▶ **Task to complete**:
From the first line to the last, give the data again exactly.

[Stored items]
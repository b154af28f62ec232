//! Skyward: a hierarchical state machine engine
//!
//! Skyward interprets declarative statecharts: a tree of simple and
//! composite states, orthogonal regions that are active together, and
//! guarded transitions between them. The statechart itself is immutable
//! data loaded once at startup; guards and actions are supplied by the
//! host and the machine sequences them.
//!
//! # Core Concepts
//!
//! - **Statechart**: validated state graph and transition table, see [`definition`]
//! - **Guards**: named predicates answered by a [`GuardEvaluator`]
//! - **Actions**: entry, exit and transition callbacks run by an [`ActionDispatcher`]
//! - **Machine**: processes triggers and publishes versioned configurations
//! - **History**: bounded record of committed transitions
//!
//! # Example
//!
//! ```rust
//! use skyward::builder::MachineBuilder;
//! use skyward::core::GuardRegistry;
//! use skyward::definition::Statechart;
//! use skyward::effects::NoActions;
//!
//! struct Mount {
//!     has_target: bool,
//! }
//!
//! let chart = Statechart::from_yaml_str(r#"
//! initial: parked
//! states:
//!   - parked
//!   - name: working
//!     children: [scheduling, slewing]
//! transitions:
//!   - { source: parked, dest: working, trigger: schedule }
//!   - { source: scheduling, dest: slewing, trigger: visit, conditions: has_target }
//!   - { source: working, dest: parked, trigger: park }
//! "#).unwrap();
//!
//! let machine = MachineBuilder::new()
//!     .statechart(chart)
//!     .guards(GuardRegistry::new().register("has_target", |m: &Mount| m.has_target))
//!     .actions(NoActions)
//!     .build()
//!     .unwrap();
//!
//! let mount = Mount { has_target: true };
//! machine.fire("schedule", &mount).unwrap();
//! machine.fire("visit", &mount).unwrap();
//! assert!(machine.in_state("slewing"));
//! assert!(machine.in_state("working"));
//!
//! machine.fire("park", &mount).unwrap();
//! assert_eq!(machine.active_leaves(), vec!["parked"]);
//! ```

pub mod builder;
pub mod checkpoint;
pub mod config;
pub mod core;
pub mod definition;
pub mod effects;

// Re-export commonly used types
pub use builder::{BuildError, DefinitionBuilder, MachineBuilder};
pub use checkpoint::{Checkpoint, CheckpointError};
pub use config::MachineOptions;
pub use core::{GuardEvaluator, GuardRegistry, StateId, Transition};
pub use definition::{Definition, MalformedGraphError, Statechart};
pub use effects::{ActionDispatcher, ActionRegistry, FireError, Machine, TransitionOutcome};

▶ **Expected answer**:
repository b154af28f62ec232
//! Skyward: a hierarchical state machine engine
//!
//! Skyward interprets declarative statecharts: a tree of simple and
//! composite states, orthogonal regions that are active together, and
//! guarded transitions between them. The statechart itself is immutable
//! data loaded once at startup; guards and actions are supplied by the
//! host and the machine sequences them.
//!
//! # Core Concepts
//!
//! - **Statechart**: validated state graph and transition table, see [`definition`]
//! - **Guards**: named predicates answered by a [`GuardEvaluator`]
//! - **Actions**: entry, exit and transition callbacks run by an [`ActionDispatcher`]
//! - **Machine**: processes triggers and publishes versioned configurations
//! - **History**: bounded record of committed transitions
//!
//! # Example
//!
//! ```rust
//! use skyward::builder::MachineBuilder;
//! use skyward::core::GuardRegistry;
//! use skyward::definition::Statechart;
//! use skyward::effects::NoActions;
//!
//! struct Mount {
//!     has_target: bool,
//! }
//!
//! let chart = Statechart::from_yaml_str(r#"
//! initial: parked
//! states:
//!   - parked
//!   - name: working
//!     children: [scheduling, slewing]
//! transitions:
//!   - { source: parked, dest: working, trigger: schedule }
//!   - { source: scheduling, dest: slewing, trigger: visit, conditions: has_target }
//!   - { source: working, dest: parked, trigger: park }
//! "#).unwrap();
//!
//! let machine = MachineBuilder::new()
//!     .statechart(chart)
//!     .guards(GuardRegistry::new().register("has_target", |m: &Mount| m.has_target))
//!     .actions(NoActions)
//!     .build()
//!     .unwrap();
//!
//! let mount = Mount { has_target: true };
//! machine.fire("schedule", &mount).unwrap();
//! machine.fire("visit", &mount).unwrap();
//! assert!(machine.in_state("slewing"));
//! assert!(machine.in_state("working"));
//!
//! machine.fire("park", &mount).unwrap();
//! assert_eq!(machine.active_leaves(), vec!["parked"]);
//! ```

pub mod builder;
pub mod checkpoint;
pub mod config;
pub mod core;
pub mod definition;
pub mod effects;

// Re-export commonly used types
pub use builder::{BuildError, DefinitionBuilder, MachineBuilder};
pub use checkpoint::{Checkpoint, CheckpointError};
pub use config::MachineOptions;
pub use core::{GuardEvaluator, GuardRegistry, StateId, Transition};
pub use definition::{Definition, MalformedGraphError, Statechart};
pub use effects::{ActionDispatcher, ActionRegistry, FireError, Machine, TransitionOutcome};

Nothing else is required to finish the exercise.